__WORK REQUEST__: Copy each line of the material in which the word "visited" appears.
BEGIN RECORDS PROVIDED
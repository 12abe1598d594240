// ABOUTME: Rust models for parsed feed data.
// ABOUTME: Keeps the fields callers need to enumerate items (guid, link) plus basic metadata.

use serde::{Deserialize, Serialize};

/// Represents an author with optional name, email, and URI.
#[derive(Debug, Clone, Default, PartialEq, Serialize, Deserialize)]
pub struct Author {
    pub name: Option<String>,
    pub email: Option<String>,
    pub uri: Option<String>,
}

/// Represents a single item/entry within a feed.
#[derive(Debug, Clone, Default, PartialEq, Serialize, Deserialize)]
pub struct FeedItem {
    pub title: String,
    pub url: String,
    pub guid: String,
    pub summary: String,
    pub published_ms: u64,
    pub updated_ms: u64,
    pub author: Option<Author>,
    pub categories: Vec<String>,
}

/// Represents a parsed feed with metadata and items.
#[derive(Debug, Clone, Default, PartialEq, Serialize, Deserialize)]
pub struct Feed {
    pub title: String,
    pub home_url: String,
    pub feed_url: String,
    pub description: String,
    pub language: Option<String>,
    pub updated_ms: u64,
    pub items: Vec<FeedItem>,
}
// ABOUTME: Depth-first pre/post visitors shared by every tree query and mutation.
// ABOUTME: Both walks are iterative, so document depth is bounded by the heap, not the stack.

use ego_tree::iter::Edge;
use ego_tree::{NodeId, NodeRef, Tree};

/// Visits every node under `root` (inclusive) exactly once.
///
/// `pre` runs on entry, before any child; `post` runs on exit, after the last
/// child. Children are visited in stored sibling order.
pub fn for_each_node<'a, T: 'a>(
    root: NodeRef<'a, T>,
    mut pre: impl FnMut(NodeRef<'a, T>),
    mut post: impl FnMut(NodeRef<'a, T>),
) {
    for edge in root.traverse() {
        match edge {
            Edge::Open(node) => pre(node),
            Edge::Close(node) => post(node),
        }
    }
}

/// Pre-order only shorthand for [`for_each_node`].
pub fn pre_order<'a, T: 'a>(root: NodeRef<'a, T>, pre: impl FnMut(NodeRef<'a, T>)) {
    for_each_node(root, pre, |_| {});
}

/// Pre-order walk that hands the callback mutable access to the tree.
///
/// The next node is computed after the callback returns, so detaching the
/// visited node's next sibling or first child is safe: the walk simply follows
/// the new shape. The callback must not detach the node it is visiting. The
/// walk never leaves the subtree rooted at `root`.
pub fn for_each_node_mut<T>(
    tree: &mut Tree<T>,
    root: NodeId,
    mut pre: impl FnMut(&mut Tree<T>, NodeId),
) {
    let mut current = Some(root);
    while let Some(id) = current {
        pre(tree, id);
        current = next_in_pre_order(tree, root, id);
    }
}

fn next_in_pre_order<T>(tree: &Tree<T>, root: NodeId, id: NodeId) -> Option<NodeId> {
    let node = tree.get(id)?;
    if let Some(child) = node.first_child() {
        return Some(child.id());
    }

    let mut cursor = node;
    loop {
        if cursor.id() == root {
            return None;
        }
        if let Some(sibling) = cursor.next_sibling() {
            return Some(sibling.id());
        }
        cursor = cursor.parent()?;
    }
}
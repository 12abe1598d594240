// ABOUTME: Forward-only token stream over raw HTML and the byte-range extractors built on it.
// ABOUTME: Splits text and raw-text bodies itself and hands each tag to a lenient quick-xml reader.

//! Token-stream extraction.
//!
//! These functions work on raw bytes instead of a parsed tree and return raw
//! markup. They are deliberately loose: [`elements_by_tag_raw`] gates text on
//! "inside any open tag", not "inside a matched tag", and the first-match
//! helpers return the tokenizer's remaining input rather than a scoped
//! subtree. Callers that need structure should parse and use [`crate::dom`].

use quick_xml::events::{BytesEnd, BytesStart, Event};
use quick_xml::reader::Reader;

use crate::dom::TagSet;

/// Elements whose content is text up to the matching end tag.
const RAW_TEXT_ELEMENTS: &[&str] = &[
    "iframe", "noembed", "noframes", "noscript", "plaintext", "script", "style", "textarea",
    "title", "xmp",
];

/// A tokenizer failure, reported with the byte offset it was detected at.
#[derive(Debug, Clone, PartialEq, Eq, thiserror::Error)]
#[error("tokenizer error at byte {offset}: {message}")]
pub struct ExtractError {
    pub message: String,
    pub offset: usize,
}

/// A start, end or self-closing tag.
#[derive(Debug, Clone, PartialEq, Eq)]
pub struct Tag<'a> {
    /// Lower-cased tag name.
    pub name: String,
    /// Attributes in source order with lower-cased keys, values unescaped
    /// where possible.
    pub attrs: Vec<(String, String)>,
    /// The tag's markup exactly as it appears in the input.
    pub raw: &'a [u8],
}

impl<'a> Tag<'a> {
    fn from_start(start: &BytesStart<'_>, raw: &'a [u8]) -> Self {
        // A malformed attribute is skipped; the ones around it still count.
        let attrs = start
            .html_attributes()
            .filter_map(Result::ok)
            .map(|attr| {
                let key = lower_name(attr.key.as_ref());
                let value = String::from_utf8_lossy(&attr.value).into_owned();
                let value = match quick_xml::escape::unescape(&value) {
                    Ok(unescaped) => unescaped.into_owned(),
                    Err(_) => value,
                };
                (key, value)
            })
            .collect();
        Self {
            name: lower_name(start.name().as_ref()),
            attrs,
            raw,
        }
    }

    fn from_end(end: &BytesEnd<'_>, raw: &'a [u8]) -> Self {
        Self {
            name: lower_name(end.name().as_ref()),
            attrs: Vec::new(),
            raw,
        }
    }

    /// Value of the first attribute named `key`.
    pub fn attr(&self, key: &str) -> Option<&str> {
        self.attrs
            .iter()
            .find(|(k, _)| k == key)
            .map(|(_, v)| v.as_str())
    }

    /// True when any attribute is exactly `key="value"`.
    pub fn has_attr_value(&self, key: &str, value: &str) -> bool {
        self.attrs.iter().any(|(k, v)| k == key && v == value)
    }
}

fn lower_name(name: &[u8]) -> String {
    String::from_utf8_lossy(name).to_ascii_lowercase()
}

/// One unit of the token stream.
#[derive(Debug, Clone, PartialEq, Eq)]
pub enum Token<'a> {
    StartTag(Tag<'a>),
    EndTag(Tag<'a>),
    SelfClosingTag(Tag<'a>),
    /// Character data, including entity references, as raw bytes.
    Text(&'a [u8]),
    /// Comments, doctypes, CDATA, declarations and processing instructions.
    Other(&'a [u8]),
    /// The stream stops after an error.
    Error(ExtractError),
}

/// True when `bytes` opens a tag, end tag, comment, declaration or
/// processing instruction. Any other `<` is text.
fn starts_markup(bytes: &[u8]) -> bool {
    match bytes {
        [b'<', next, ..] if next.is_ascii_alphabetic() => true,
        [b'<', b'!' | b'?', ..] => true,
        [b'<', b'/', next, ..] => next.is_ascii_alphabetic(),
        _ => false,
    }
}

/// Length of the text run at the start of `rest`, which does not open markup.
fn text_len(rest: &[u8]) -> usize {
    (1..rest.len())
        .find(|&i| rest[i] == b'<' && starts_markup(&rest[i..]))
        .unwrap_or(rest.len())
}

/// Length of a raw-text body: everything before `</name` followed by `>`,
/// `/` or whitespace, matched case-insensitively.
fn raw_text_len(rest: &[u8], name: &str) -> usize {
    let name = name.as_bytes();
    (0..rest.len())
        .find(|&i| {
            let tail = &rest[i..];
            tail.starts_with(b"</")
                && tail.len() > name.len() + 2
                && tail[2..2 + name.len()].eq_ignore_ascii_case(name)
                && matches!(
                    tail[2 + name.len()],
                    b'>' | b'/' | b' ' | b'\t' | b'\n' | b'\r' | b'\x0c'
                )
        })
        .unwrap_or(rest.len())
}

fn markup_reader(markup: &[u8]) -> Reader<&[u8]> {
    let mut reader = Reader::from_reader(markup);
    let config = reader.config_mut();
    config.check_end_names = false;
    config.allow_unmatched_ends = true;
    config.check_comments = false;
    config.expand_empty_elements = false;
    reader
}

/// Lazily tokenizes a byte buffer. Ends at end of input or right after an
/// [`Token::Error`].
///
/// Text runs and the bodies of raw-text elements such as `<script>` are
/// split off here; each piece of markup is read by a lenient quick-xml
/// reader positioned at its `<`.
pub struct Tokenizer<'a> {
    input: &'a [u8],
    offset: usize,
    raw_text: Option<&'static str>,
    done: bool,
}

impl<'a> Tokenizer<'a> {
    pub fn new(input: &'a [u8]) -> Self {
        Self {
            input,
            offset: 0,
            raw_text: None,
            done: false,
        }
    }

    /// Input not yet consumed, starting right after the last token returned.
    pub fn buffered(&self) -> &'a [u8] {
        &self.input[self.offset..]
    }

    fn advance(&mut self, len: usize) -> &'a [u8] {
        let input = self.input;
        let start = self.offset;
        self.offset = (start + len).min(input.len());
        &input[start..self.offset]
    }

    fn read_markup(&mut self) -> Option<Token<'a>> {
        let rest = self.buffered();
        let mut reader = markup_reader(rest);
        let event = reader.read_event();
        let len = usize::try_from(reader.buffer_position())
            .map_or(rest.len(), |pos| pos.min(rest.len()));
        let raw = self.advance(len);

        let token = match event {
            Ok(Event::Start(ref e)) => {
                let tag = Tag::from_start(e, raw);
                self.raw_text = RAW_TEXT_ELEMENTS
                    .iter()
                    .copied()
                    .find(|name| *name == tag.name);
                Token::StartTag(tag)
            }
            Ok(Event::Empty(ref e)) => Token::SelfClosingTag(Tag::from_start(e, raw)),
            Ok(Event::End(ref e)) => Token::EndTag(Tag::from_end(e, raw)),
            Ok(Event::Eof) => {
                self.done = true;
                return None;
            }
            Ok(_) if len == 0 => {
                self.done = true;
                return None;
            }
            Ok(_) => Token::Other(raw),
            Err(err) => {
                self.done = true;
                Token::Error(ExtractError {
                    message: err.to_string(),
                    offset: self.offset,
                })
            }
        };
        Some(token)
    }
}

impl<'a> Iterator for Tokenizer<'a> {
    type Item = Token<'a>;

    fn next(&mut self) -> Option<Token<'a>> {
        let rest = self.buffered();
        if self.done || rest.is_empty() {
            self.done = true;
            return None;
        }

        if let Some(name) = self.raw_text.take() {
            let len = raw_text_len(rest, name);
            if len > 0 {
                return Some(Token::Text(self.advance(len)));
            }
        }
        if starts_markup(rest) {
            self.read_markup()
        } else {
            Some(Token::Text(self.advance(text_len(rest))))
        }
    }
}

/// Collects the raw markup of every start/end tag named in `tags`, plus every
/// text run that occurs while at least one tag of any name is open.
///
/// Depth is counted over all start and end tags, so text between unrelated
/// tags is included too. Self-closing tags are copied when named but do not
/// move the depth.
pub fn elements_by_tag_raw(raw: &[u8], tags: &[&str]) -> Result<Vec<u8>, ExtractError> {
    let mut out = Vec::new();
    let tags = TagSet::Many(tags);
    if raw.is_empty() || tags.is_empty() {
        return Ok(out);
    }

    let mut depth: i64 = 0;
    for token in Tokenizer::new(raw) {
        match token {
            Token::StartTag(tag) => {
                if tags.contains(&tag.name) {
                    out.extend_from_slice(tag.raw);
                }
                depth += 1;
            }
            Token::EndTag(tag) => {
                if tags.contains(&tag.name) {
                    out.extend_from_slice(tag.raw);
                }
                depth -= 1;
            }
            Token::SelfClosingTag(tag) => {
                if tags.contains(&tag.name) {
                    out.extend_from_slice(tag.raw);
                }
            }
            Token::Text(text) if depth > 0 => out.extend_from_slice(text),
            Token::Text(_) | Token::Other(_) => {}
            Token::Error(err) => return Err(err),
        }
    }
    Ok(out)
}

/// Finds the first start tag `tag` carrying exactly `key="value"` and returns
/// everything after it.
///
/// The returned window begins right after the matched tag and runs to the end
/// of the input; it is not trimmed to the element's own subtree.
pub fn first_with_attr_raw<'a>(raw: &'a [u8], tag: &str, key: &str, value: &str) -> Option<&'a [u8]> {
    if raw.is_empty() || tag.is_empty() || key.is_empty() || value.is_empty() {
        return None;
    }
    let mut tokenizer = Tokenizer::new(raw);
    while let Some(token) = tokenizer.next() {
        match token {
            Token::StartTag(start) if start.name == tag && start.has_attr_value(key, value) => {
                return Some(tokenizer.buffered());
            }
            Token::Error(_) => return None,
            _ => {}
        }
    }
    None
}

pub fn div_with_attr_raw<'a>(raw: &'a [u8], key: &str, value: &str) -> Option<&'a [u8]> {
    first_with_attr_raw(raw, "div", key, value)
}

pub fn element_by_tag_and_id_raw<'a>(raw: &'a [u8], tag: &str, id: &str) -> Option<&'a [u8]> {
    first_with_attr_raw(raw, tag, "id", id)
}

/// Concatenates the remaining-input window of every `tag` start tag whose
/// class is exactly `class`. Nested matches produce overlapping copies.
pub fn elements_by_tag_and_class_raw(
    raw: &[u8],
    tag: &str,
    class: &str,
) -> Result<Vec<u8>, ExtractError> {
    let mut out = Vec::new();
    if raw.is_empty() || tag.is_empty() || class.is_empty() {
        return Ok(out);
    }
    let mut tokenizer = Tokenizer::new(raw);
    while let Some(token) = tokenizer.next() {
        match token {
            Token::StartTag(start) if start.name == tag && start.has_attr_value("class", class) => {
                out.extend_from_slice(tokenizer.buffered());
            }
            Token::Error(err) => return Err(err),
            _ => {}
        }
    }
    Ok(out)
}
// ABOUTME: Command-line front end for exhtml: fetch, query, strip and token-extract HTML, read feeds.
// ABOUTME: Inputs are URLs, local files or stdin ("-"); diagnostics go to stderr through tracing.

use std::fs;
use std::io::{self, Read, Write};
use std::path::PathBuf;
use std::time::Duration;

use anyhow::{anyhow, bail, Context, Result};
use clap::{Args as ClapArgs, Parser, Subcommand};
use exhtml::dom::mutate::{remove_by_tag, remove_by_tag_attr, remove_by_tag_class};
use exhtml::dom::query::{
    elements_by_tag, elements_by_tag_and_class, elements_by_tag_and_id, elements_by_tag_attr,
    metas_by_itemprop, metas_by_name, metas_by_property,
};
use exhtml::token::{
    element_by_tag_and_id_raw, elements_by_tag_and_class_raw, elements_by_tag_raw,
};
use exhtml::{parse_bytes, Client, ParseStatus};
use scraper::{ElementRef, Html};
use tracing::debug;
use tracing_subscriber::EnvFilter;
use url::Url;

/// Fetch pages and feeds, query and prune the parsed HTML.
#[derive(Parser, Debug)]
#[command(name = "exhtml")]
#[command(about = "Extract elements, raw markup and links from web pages and feeds", long_about = None)]
struct Args {
    /// User-Agent header for every request (default: a desktop Chrome identity).
    #[arg(long, global = true)]
    user_agent: Option<String>,

    /// Per-request timeout in seconds.
    #[arg(long, global = true, default_value_t = 10)]
    timeout_secs: u64,

    /// Total time in seconds during which failed page fetches are retried.
    #[arg(long, global = true, default_value_t = 30)]
    retry_secs: u64,

    /// Increase log verbosity (-v debug, -vv trace).
    #[arg(short, long, global = true, action = clap::ArgAction::Count)]
    verbose: u8,

    #[command(subcommand)]
    command: Command,
}

#[derive(Subcommand, Debug)]
enum Command {
    /// Fetch a page, report the parse status on stderr and print the document.
    Fetch {
        url: String,
        /// Print the body bytes exactly as received.
        #[arg(long)]
        raw: bool,
    },
    /// Print the HTML of every matching element, one per line.
    Select {
        /// URL, file path, or "-" for stdin.
        input: String,
        #[arg(long)]
        tag: String,
        /// Attribute name; alone it only has to be present.
        #[arg(long, conflicts_with_all = ["class", "id"])]
        attr: Option<String>,
        /// Exact attribute value (requires --attr).
        #[arg(long, requires = "attr")]
        value: Option<String>,
        /// Exact class attribute value.
        #[arg(long, conflicts_with = "id")]
        class: Option<String>,
        #[arg(long)]
        id: Option<String>,
    },
    /// Remove matching elements and print the resulting document.
    Strip {
        input: String,
        #[arg(long = "tag", required = true)]
        tags: Vec<String>,
        /// Only remove elements whose class is exactly this value.
        #[arg(long, conflicts_with = "attr")]
        class: Option<String>,
        /// Only remove elements carrying this exact attribute, as KEY=VALUE.
        #[arg(long)]
        attr: Option<String>,
    },
    /// Extract raw markup from the token stream without building a tree.
    Raw(RawArgs),
    /// Print the content of matching <meta> elements, one per line.
    Meta {
        input: String,
        #[arg(long)]
        property: Vec<String>,
        #[arg(long)]
        name: Vec<String>,
        #[arg(long)]
        itemprop: Vec<String>,
    },
    /// Print the same-site links of a page.
    Links { url: String },
    /// Print a feed as JSON, or only its guids or links.
    Rss {
        url: String,
        #[arg(long, conflicts_with = "links")]
        guids: bool,
        #[arg(long)]
        links: bool,
    },
}

#[derive(ClapArgs, Debug)]
struct RawArgs {
    input: String,
    /// Tags whose markup (and enclosed text) is kept.
    #[arg(long = "tag")]
    tags: Vec<String>,
    /// Narrow the input to what follows the first <CONTAINER> with --class or --id.
    #[arg(long)]
    container: Option<String>,
    #[arg(long, requires = "container", conflicts_with = "id")]
    class: Option<String>,
    #[arg(long, requires = "container")]
    id: Option<String>,
}

fn main() -> Result<()> {
    let args = Args::parse();
    init_tracing(args.verbose);

    let client = build_client(&args)?;
    let retry = Duration::from_secs(args.retry_secs);
    let mut stdout = io::stdout().lock();

    match args.command {
        Command::Fetch { url, raw } => {
            let page = client
                .get_raw_and_doc(&url, retry)
                .with_context(|| format!("fetching {}", url))?;
            eprintln!("status: {}, parse: {}", page.status, describe(&page.parse_status));
            if raw {
                stdout.write_all(&page.raw)?;
            } else {
                writeln!(stdout, "{}", page.html.html())?;
            }
        }
        Command::Select {
            input,
            tag,
            attr,
            value,
            class,
            id,
        } => {
            let doc = load_document(&client, &input, retry)?;
            let root = doc.tree.root();
            let found: Vec<ElementRef<'_>> = match (attr, class, id) {
                (Some(attr), _, _) => {
                    elements_by_tag_attr(root, &tag, &attr, value.as_deref().unwrap_or_default())
                }
                (None, Some(class), _) => elements_by_tag_and_class(root, &tag, &class),
                (None, None, Some(id)) => elements_by_tag_and_id(root, &tag, &id),
                (None, None, None) => elements_by_tag(root, &[tag.as_str()]),
            };
            debug!(matches = found.len(), "select");
            for element in found {
                writeln!(stdout, "{}", element.html())?;
            }
        }
        Command::Strip {
            input,
            tags,
            class,
            attr,
        } => {
            let mut doc = load_document(&client, &input, retry)?;
            let root = doc.tree.root().id();
            let attr = attr.as_deref().map(split_pair).transpose()?;
            for tag in &tags {
                match (&class, attr) {
                    (Some(class), _) => {
                        remove_by_tag_class(&mut doc.tree, root, tag, Some(class.as_str()))
                    }
                    (None, Some(pair)) => remove_by_tag_attr(&mut doc.tree, root, tag, Some(pair)),
                    (None, None) => {}
                }
            }
            if class.is_none() && attr.is_none() {
                let names: Vec<&str> = tags.iter().map(String::as_str).collect();
                remove_by_tag(&mut doc.tree, root, &names);
            }
            writeln!(stdout, "{}", doc.html())?;
        }
        Command::Raw(raw_args) => {
            let bytes = load_bytes(&client, &raw_args.input, retry)?;
            let out = extract_raw(&bytes, &raw_args)?;
            stdout.write_all(&out)?;
        }
        Command::Meta {
            input,
            property,
            name,
            itemprop,
        } => {
            if property.is_empty() && name.is_empty() && itemprop.is_empty() {
                bail!("give at least one of --property, --name or --itemprop");
            }
            let doc = load_document(&client, &input, retry)?;
            let root = doc.tree.root();
            let property: Vec<&str> = property.iter().map(String::as_str).collect();
            let name: Vec<&str> = name.iter().map(String::as_str).collect();
            let itemprop: Vec<&str> = itemprop.iter().map(String::as_str).collect();

            let metas = metas_by_property(root, &property)
                .into_iter()
                .chain(metas_by_name(root, &name))
                .chain(metas_by_itemprop(root, &itemprop));
            for meta in metas {
                if let Some(content) = meta.value().attr("content") {
                    writeln!(stdout, "{}", content)?;
                }
            }
        }
        Command::Links { url } => {
            let links = client
                .extract_links(&url)
                .with_context(|| format!("extracting links from {}", url))?;
            for link in links {
                writeln!(stdout, "{}", link)?;
            }
        }
        Command::Rss { url, guids, links } => {
            if guids || links {
                let values = if guids {
                    client.feed_guids(&url)
                } else {
                    client.feed_links(&url)
                };
                let values = values.with_context(|| format!("reading feed {}", url))?;
                for value in values {
                    writeln!(stdout, "{}", value)?;
                }
            } else {
                let feed = client
                    .feed(&url)
                    .with_context(|| format!("reading feed {}", url))?;
                writeln!(stdout, "{}", serde_json::to_string_pretty(&feed)?)?;
            }
        }
    }

    stdout.flush()?;
    Ok(())
}

fn init_tracing(verbose: u8) {
    let filter = match verbose {
        0 => EnvFilter::try_from_default_env().unwrap_or_else(|_| EnvFilter::new("warn")),
        1 => EnvFilter::new("debug"),
        _ => EnvFilter::new("trace"),
    };
    tracing_subscriber::fmt()
        .with_env_filter(filter)
        .with_writer(io::stderr)
        .init();
}

fn build_client(args: &Args) -> Result<Client> {
    let mut builder = Client::builder().attempt_timeout(Duration::from_secs(args.timeout_secs));
    if let Some(user_agent) = &args.user_agent {
        builder = builder.user_agent(user_agent);
    }
    Ok(builder.build()?)
}

fn describe(status: &ParseStatus) -> String {
    match status {
        ParseStatus::Clean => "clean".to_string(),
        ParseStatus::Recovered { errors } => format!("recovered ({} errors)", errors.len()),
    }
}

fn is_url(target: &str) -> bool {
    Url::parse(target)
        .map(|url| matches!(url.scheme(), "http" | "https"))
        .unwrap_or(false)
}

fn load_bytes(client: &Client, target: &str, retry: Duration) -> Result<Vec<u8>> {
    if target == "-" {
        let mut buf = Vec::new();
        io::stdin().read_to_end(&mut buf)?;
        return Ok(buf);
    }

    if is_url(target) {
        let page = client
            .get_raw_and_doc(target, retry)
            .with_context(|| format!("fetching {}", target))?;
        return Ok(page.raw.to_vec());
    }

    let path = PathBuf::from(target);
    if !path.exists() {
        return Err(anyhow!("file not found: {}", target));
    }
    Ok(fs::read(path)?)
}

fn load_document(client: &Client, target: &str, retry: Duration) -> Result<Html> {
    if is_url(target) {
        let page = client
            .get_raw_and_doc(target, retry)
            .with_context(|| format!("fetching {}", target))?;
        debug!(status = page.status, parse = %describe(&page.parse_status), "loaded page");
        return Ok(page.html);
    }
    let bytes = load_bytes(client, target, retry)?;
    let (html, status) = parse_bytes(&bytes, None);
    debug!(parse = %describe(&status), "parsed input");
    Ok(html)
}

fn extract_raw(bytes: &[u8], args: &RawArgs) -> Result<Vec<u8>> {
    let window: &[u8] = match (&args.container, &args.class, &args.id) {
        (Some(container), Some(class), _) => {
            let collected = elements_by_tag_and_class_raw(bytes, container, class)?;
            return finish_raw(&collected, &args.tags);
        }
        (Some(container), None, Some(id)) => {
            element_by_tag_and_id_raw(bytes, container, id).unwrap_or_default()
        }
        (Some(_), None, None) => bail!("--container needs --class or --id"),
        (None, _, _) => bytes,
    };
    finish_raw(window, &args.tags)
}

fn finish_raw(window: &[u8], tags: &[String]) -> Result<Vec<u8>> {
    if tags.is_empty() {
        return Ok(window.to_vec());
    }
    let tags: Vec<&str> = tags.iter().map(String::as_str).collect();
    Ok(elements_by_tag_raw(window, &tags)?)
}

fn split_pair(pair: &str) -> Result<(&str, &str)> {
    pair.split_once('=')
        .ok_or_else(|| anyhow!("expected KEY=VALUE, got {:?}", pair))
}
END RECORDS PROVIDED
__YOUR SOLUTION__:
/// child. Children are visited in stored sibling order.
/// visited node's next sibling or first child is safe: the walk simply follows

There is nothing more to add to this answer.